Opinion: Christmas depression Featured

Opinion: Christmas depression Image: Sunshine Coast Daily

“I saw, in gradual vision through my tears, The sweet, sad years, the melancholy years,…”
— Elizabeth Barrett Browning (1806–1861), British poet.
Sonnets from the Portuguese (1850)

The Victorian poet continued, “Those of my own life, who by turns had flung a shadow across me,” and while this is English of another time, it’s clear that it’s a reference to depression. Right here and now, two weeks before Christmas Eve and I’m writing about clinical depression? It may not be as unrelated as you think.

Definition. Depression is not mere sadness. Just about everyone gets “the blues” once in a while; others a little more often than others. But the cause of sadness is usually unearthable – an unfortunate event, an accident, a slight, failing grades, a nasty marital fight –and proximate. If you will ask a psychiatrist, the good clinician will agree that Christmas is a classic trigger to a major depressive illness. In this season, there is the heightened expectation of happiness and excitement. After all, it is the time of reunions and all-night partying. If the anticipation leads to nothing or disappointment, the depression-prone individual suffers. Christmas to her becomes miserable. Sensitive souls feel the emptiness of gift-giving and the crass materialism that goes with it. Others find the tiangge (flea market) shopping and traffic intolerable.

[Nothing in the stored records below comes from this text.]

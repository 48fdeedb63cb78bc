use anyhow::Result;

use super::one_line;
use crate::server::AppState;

/// Run a unified search from the terminal.
pub async fn search(state: &AppState, query: &str, user_id: &str, limit: usize) -> Result<()> {
    let response = state.search.search(query, user_id, limit).await?;

    let report = &response.temporal_intelligence;
    println!(
        "Intent: {} (confidence {:.2}), strategy: {}",
        report.intent, report.confidence, report.strategy
    );

    if response.results.is_empty() {
        println!("No results found.");
        return Ok(());
    }

    println!(
        "{} result(s) from {} candidate(s), {} enriched across {} site(s)\n",
        response.results.len(),
        response.total_memories,
        response.enriched_results,
        response.domains_searched
    );

    for (i, hit) in response.results.iter().enumerate() {
        println!(
            "  {}. {} (score: {:.4}) {}",
            i + 1,
            hit.id,
            hit.score,
            hit.source_domain.as_deref().unwrap_or("-"),
        );
        println!("     {}", one_line(&hit.memory_summary, 120));
        for chunk in &hit.detailed_content {
            println!("       > {}", one_line(&chunk.chunk.original_content, 100));
        }
        println!();
    }

    println!("{}", report.explanation);
    Ok(())
}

Symptoms and Signs. Are you depressed? In major depression, the person is affected to an extent that his work and private life are all but impaired. Duration is critical because normal dejection lasts for a few days before the person somehow snaps out of it. In real depression, the condition carries on for more than two weeks. A man or woman suffering from clinical depression must exhibit five out of the following nine symptoms, including one of the first two listed:

Depressed mood.
Loss of interest and pleasure in usual daily activities (anhedonia).
Loss of appetite and weight changes (loss or gain).
Insomnia or hypersomnia (too little or too much sleep).
Restlessness or sluggishness.
Profound fatigue.
Feelings of worthlessness or guilt.
Inability to think clearly, make decisions, or complete tasks.
Thoughts of death or suicide.
Possible Causes. Currently, researchers believe that in depression there is an imbalance of neurotransmitters norepinephrine and serotonin. These are natural chemicals needed in the communication of brain cells with each other. Genetics has been implicated. Scientists have shown that depression like diabetes and hypertension filter through generations. Finally, and this brings us back to the holidays, environmental cues can push a susceptible person into depression.

Treatment. There are two things to remember about conquering depression. First, there are no “happy pills.” Medications for depression are not “uppers” or stimulants. If that were so, there’s going to be a seller’s market for fluoxetine or sertraline. Second, self-medication is out of the question. A person with true depression must be seen by a psychiatrist. Treatment comes in the form of medication, psychotherapy, electro-convulsive therapy (ECT) or a combination of these. The usual drugs used are from three groups: TCAs (tricyclic antidepressants), MAOIs (monoamine oxidase inhibitors) and SSRIs (selective serotonin reuptake inhibitors). Your doctor will determine what will be best.

Christmas and depression – certainly it’s a sad combination. But, recognized early, it can be treated before it becomes life-threatening (violence to self and others).